Time Out says
Maxine Peake holds Zinnie Harris's surreal allegorical psychodrama together in this unsympathetic production.
A truly titanic performance from Maxine Peake very nearly makes a success of Zinnie Harris’s new play, a surreal allegorical psychodrama that’s been given a monumentally unsympathetic production by Royal Court boss Vicky Featherstone.
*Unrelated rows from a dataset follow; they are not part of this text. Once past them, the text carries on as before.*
/// The smallest encoding for a delta, as flag bits.
fn flag_for_delta(
    delta: i32,
    short: SimpleGlyphFlags,
    same_or_pos: SimpleGlyphFlags,
) -> SimpleGlyphFlags {
    const SHORT_MAX: i32 = u8::MAX as i32;
    const SHORT_MIN: i32 = -SHORT_MAX;
    match delta {
        0 => same_or_pos,
        SHORT_MIN..=-1 => short,
        1..=SHORT_MAX => short | same_or_pos,
        _ => SimpleGlyphFlags::empty(),
    }
}

impl SimpleGlyph {
    /// Build a glyph from a list of contours, deriving the flags and the
    /// bounding box.
    ///
    /// The first point of each contour gets [`OVERLAP_SIMPLE`], matching what
    /// decoding produces.
    ///
    /// [`OVERLAP_SIMPLE`]: SimpleGlyphFlags::OVERLAP_SIMPLE
    pub fn from_contours(contours: &[Vec<CurvePoint>], instructions: Vec<u8>) -> Self {
        let mut glyph = SimpleGlyph {
            instructions,
            ..Default::default()
        };
        let (mut last_x, mut last_y) = (0, 0);
        for contour in contours.iter().filter(|c| !c.is_empty()) {
            for (i, point) in contour.iter().enumerate() {
                let mut flag = flag_for_delta(
                    point.x - last_x,
                    SimpleGlyphFlags::X_SHORT_VECTOR,
                    SimpleGlyphFlags::X_IS_SAME_OR_POSITIVE_X_SHORT_VECTOR,
                ) | flag_for_delta(
                    point.y - last_y,
                    SimpleGlyphFlags::Y_SHORT_VECTOR,
                    SimpleGlyphFlags::Y_IS_SAME_OR_POSITIVE_Y_SHORT_VECTOR,
                );
                if point.on_curve {
                    flag |= SimpleGlyphFlags::ON_CURVE_POINT;
                }
                if i == 0 {
                    flag |= SimpleGlyphFlags::OVERLAP_SIMPLE;
                }
                glyph.flags.push(flag);
                glyph.x_coords.push(point.x);
                glyph.y_coords.push(point.y);
                (last_x, last_y) = (point.x, point.y);
            }
            glyph
                .end_pts_of_contours
                .push(glyph.flags.len().saturating_sub(1) as u16);
        }
        glyph.recompute_bounding_box();
        glyph
    }

    /// The number of points, as implied by the contour end points.
    pub fn num_points(&self) -> usize {
        self.end_pts_of_contours
            .last()
            .map(|last| *last as usize + 1)
            .unwrap_or_default()
    }

    /// Iterate over the points of all contours, in order.
    pub fn points(&self) -> impl Iterator<Item = CurvePoint> + '_ {
        self.flags
            .iter()
            .zip(self.x_coords.iter().zip(&self.y_coords))
            .map(|(flag, (x, y))| {
                CurvePoint::new(*x, *y, flag.contains(SimpleGlyphFlags::ON_CURVE_POINT))
            })
    }

    /// The points of each contour.
    pub fn contours(&self) -> Vec<Vec<CurvePoint>> {
        let points = self.points().collect::<Vec<_>>();
        let mut start = 0;
        let mut contours = Vec::with_capacity(self.end_pts_of_contours.len());
        for end in &self.end_pts_of_contours {
            let end = (*end as usize + 1).min(points.len());
            contours.push(points.get(start..end).unwrap_or_default().to_vec());
            start = end;
        }
        contours
    }

    /// Set the bounding box to the extent of the points.
    ///
    /// Off-curve points are included, as TrueType requires.
    pub fn recompute_bounding_box(&mut self) {
        let clamp = |v: i32| v.clamp(i16::MIN as i32, i16::MAX as i32) as i16;
        let x_range = self.x_coords.iter().copied().fold(None, min_max);
        let y_range = self.y_coords.iter().copied().fold(None, min_max);
        self.bbox = match (x_range, y_range) {
            (Some((x_min, x_max)), Some((y_min, y_max))) => Bbox {
                x_min: clamp(x_min),
                y_min: clamp(y_min),
                x_max: clamp(x_max),
                y_max: clamp(y_max),
            },
            _ => Bbox::default(),
        };
    }

    pub(crate) fn read_from(cursor: &mut Cursor<'_>) -> Result<Self, ReadError> {
        let n_contours: i16 = cursor.read()?;
        if n_contours < 0 {
            return Err(ReadError::MalformedData("simple glyph has negative contour count"));
        }
        let bbox = Bbox::read_from(cursor)?;
        let end_pts_of_contours: Vec<u16> = cursor.read_array(n_contours as usize)?;
        let n_instructions: u16 = cursor.read()?;
        let instructions = cursor.read_bytes(n_instructions as usize)?.to_vec();
        let n_points = end_pts_of_contours
            .last()
            .map(|last| *last as usize + 1)
            .unwrap_or_default();

        let mut flags = Vec::with_capacity(n_points.min(cursor.remaining_len()));
        while flags.len() < n_points {
            let flag = SimpleGlyphFlags::from_bits_retain(cursor.read()?);
            let count = if flag.contains(SimpleGlyphFlags::REPEAT_FLAG) {
                cursor.read::<u8>()? as usize + 1
            } else {
                1
            };
            // a repeat that runs past the last point is truncated
            let count = count.min(n_points - flags.len());
            let flag = flag - SimpleGlyphFlags::REPEAT_FLAG;
            flags.extend(std::iter::repeat(flag).take(count));
        }

        let contour_starts = std::iter::once(0)
            .chain(end_pts_of_contours.iter().map(|end| *end as usize + 1));
        for start in contour_starts {
            if let Some(flag) = flags.get_mut(start) {
                *flag |= SimpleGlyphFlags::OVERLAP_SIMPLE;
            }
        }

        let x_coords = read_coords(
            cursor,
            &flags,
            SimpleGlyphFlags::X_SHORT_VECTOR,
            SimpleGlyphFlags::X_IS_SAME_OR_POSITIVE_X_SHORT_VECTOR,
        )?;
        let y_coords = read_coords(
            cursor,
            &flags,
            SimpleGlyphFlags::Y_SHORT_VECTOR,
            SimpleGlyphFlags::Y_IS_SAME_OR_POSITIVE_Y_SHORT_VECTOR,
        )?;

        Ok(SimpleGlyph {
            bbox,
            end_pts_of_contours,
            instructions,
            flags,
            x_coords,
            y_coords,
        })
    }

    fn coord_deltas<'a>(
        coords: &'a [i32],
        flags: &'a [SimpleGlyphFlags],
        short: SimpleGlyphFlags,
        same_or_pos: SimpleGlyphFlags,
    ) -> impl Iterator<Item = Option<CoordDelta>> + 'a {
        let mut last = 0;
        coords.iter().zip(flags).map(move |(coord, flag)| {
            let delta = coord - last;
            last = *coord;
            CoordDelta::for_flag(delta, *flag, short, same_or_pos)
        })
    }
}

fn min_max(acc: Option<(i32, i32)>, value: i32) -> Option<(i32, i32)> {
    Some(match acc {
        None => (value, value),
        Some((min, max)) => (min.min(value), max.max(value)),
    })
}

fn read_coords(
    cursor: &mut Cursor<'_>,
    flags: &[SimpleGlyphFlags],
    short: SimpleGlyphFlags,
    same_or_pos: SimpleGlyphFlags,
) -> Result<Vec<i32>, ReadError> {
    let mut value = 0i32;
    let mut coords = Vec::with_capacity(flags.len());
    for flag in flags {
        let delta = match (flag.contains(short), flag.contains(same_or_pos)) {
            (true, true) => cursor.read::<u8>()? as i32,
            (true, false) => -(cursor.read::<u8>()? as i32),
            (false, true) => 0,
            (false, false) => cursor.read::<i16>()? as i32,
        };
        value = value.wrapping_add(delta);
        coords.push(value);
    }
    Ok(coords)
}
Peake plays Dana, a woman (probably German) who: 1) sleeps with and falls for Jarron (Michael Shaeffer), an uptight, neurotic man who purports to be a demon and starts freaking out when Dana refuses to accept money for sex; 2) has an apparently catastrophic interview for a research post in Alexandria – her specialised subject being the boundary between commercial transactions and human relations – but gets offered a final interview anyway; 3) decides to go on a roadtrip to Alexandria with her pregnant sister Jasmin (Christine Bottomley), over the course of which Europe suffers a total collapse – possibly at the behest of Jarron – turning the pair into two of many refugees attempting to flee into Africa.
These are all great ideas for a play that prods intelligently at the global status quo, that questions where we’d be if white, Western male power collapsed. But are they great ideas for the same play? The trouble with Featherstone’s cold, brooding, two-hour production is that it smushes everything together to the point that the individual strands lose definition and intent.
Everything happens on the same junk-covered set, with no sense that Dana and Jasmin are actually travelling anywhere. Coupled with Dana’s hallucinogenic visitations from both Shaeffer’s increasingly agitated Jarron and Peter Forbes’s amusingly prissy, quasi-angelic librarian and Featherstone almost seems to be interpreting ‘How To Hold Your Breath’ as taking place in its protagonist’s head. But to what end? If none of it is really happening, the geopolitical stuff loses value, as does Jasmin, whose heartbreaking, ugly late monologue about her baby is one of the play’s stand-out moments. Clearly it is at least real on some level, but Featherstone muddies it enough to sap the play’s momentum, while the relentlessly dour tone squishes the considerable sparkle in Harris’s dialogue.
But she does draw great, naturalistic performances from her cast, first and foremost Peake, who effectively holds the whole thing together with sheer incandescent presence. Her Dana is a deeply feeling, charmingly wilful woman who remains unbowed by the gallons of shit life throws at her, effortlessly batting off Shaeffer’s needy, controlling, patriarchal demon and taking the collapse of Europe in her stride as she does what she needs to do to look after her sister. Where Featherstone seems determined to muddle the meaning, Peake provides a clear, emotional path through it – the story of a decent woman refusing to be broken by an indecent world.